Northern Ireland has named Orion as the winner of a procurement for a proof of concept project for a province-wide electronic care record (ECR).

The one-year deal will be to develop a new portal-based electronic health record, predominantly for use in secondary care but linking hospitals and practices, with the potential to also link social care.

Brian McKeown, head of ICT planning, commissioning and performance management with the Health and Social Care Board for Northern Ireland, said the deal was worth just under €100,000.

He said: "We want to get something up and running to pull out data from the various systems. Essentially it will be used in secondary care-unscheduled care and particularly for those with chronic conditions.”
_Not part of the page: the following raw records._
//! radarlink-core - Core library for talking to radar evaluation boards
//!
//! This crate provides the transport-independent half of the device
//! communication stack:
//!
//! - [`link`]: the [`TransportLink`](link::TransportLink) trait every
//!   physical transport implements (USB, UDP, SPI)
//! - [`bridge`]: control and data channels on top of a link, with the
//!   per-bridge command lock
//! - [`vendor`]: the vendor command protocol, including chunking of
//!   payloads larger than one transfer
//! - [`component`]: the static component registry and the register, pin,
//!   protocol and memory proxies built on it
//! - [`frame`]: the frame pool and the stream receive loop
//! - [`board`]: board descriptors, the board database and the enumerator
//!   trait
//!
//! Transports live in their own crates (`radarlink-udp`, `radarlink-usb`,
//! `radarlink-spi`); `radarlink-mock` provides an in-memory board for
//! tests.
//!
//! # Example
//!
//! ```ignore
//! use radarlink_core::bridge::Bridge;
//! use radarlink_core::component::{Component, ComponentAccess, ComponentKind};
//!
//! let bridge = descriptor.create_bridge()?;
//! bridge.open()?;
//! let control = bridge.control().expect("board has a control channel");
//! let radar = Component::new(control, ComponentKind::RadarAvian, 0);
//! let chip_id = radar.registers().unwrap().read(0x02)?;
//! ```

#![warn(missing_docs)]
#![warn(rust_2018_idioms)]

pub mod board;
pub mod bridge;
pub mod component;
pub mod error;
pub mod frame;
pub mod link;
pub mod vendor;

pub use error::{Error, LinkError, PoolError, ProtocolError, Result};
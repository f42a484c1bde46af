//! CLI command implementations
//!
//! Commands work on a [`radarlink_board::BoardHandle`] and never see the
//! transport crates.

mod board;
mod list;
mod memory;
mod registers;
mod stream;

pub use board::{run_enumerate, run_info};
pub use list::{list_boards, list_components, list_transports};
pub use memory::run_read_memory;
pub use registers::{run_read_register, run_set_bits, run_write_register};
pub use stream::{run_stream, StreamArgs};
In the proof of concept project two hospitals and two GP surgeries will be connected to an ECR, intended to be used in A&E, and for out-of-hours services.

Desmond O’Loan, project lead Health and Social Care Board for Northern Ireland said the project would install an electronic health record in Belfast Acute Hospital and Ulster City Hospital, and two GP practices. Asked on Friday when the project would begin, he told E-Health Insider “Monday”.

O’Loan said “We hope to have first live users in December and all identified interfaces up and running by end of March and evaluated 3-6 months after that.”

He added that around nine months ago a team of senior clinicians and those with the potential to be involved in the project visited the US and Canada to visit sites with similar systems. "From those trips we learned that the project had to be driven by doctors," McKeown said.

Initially there were several companies that were selected when the Northern Ireland went out to tender for a low cost electronic care record in April 2009. Orion eventually won from a short list that included iSoft, dbMotion and CSAM.

"It will be like a clinical portal taking basic episode information from PAS [patient administration systems] including referrals previous episodes, radiology reports and pathology reports," McKeown said.

“At the moment we do not have plans to input any information at all, it’s almost like an electronic version of a casenote using structured data."

He told EHI that the planned benefits should come from improved availability fo information to frontline doctors. “We hope improved availability of information will help reduce unnecessary admissions and length of time in A+E and aspects of social care.” The type of information to be held on the record will include details of allergies and prescribed drugs.

If the pilot is successful the intention is to run a follow-on procurement process for a national ECR.

“We’re looking at the technology to see if we can do it and what benefits we can achieve if we do for real,” said O’Loan

The development of province-wide electronic health records has been a policy objective in Northern Ireland since 2005.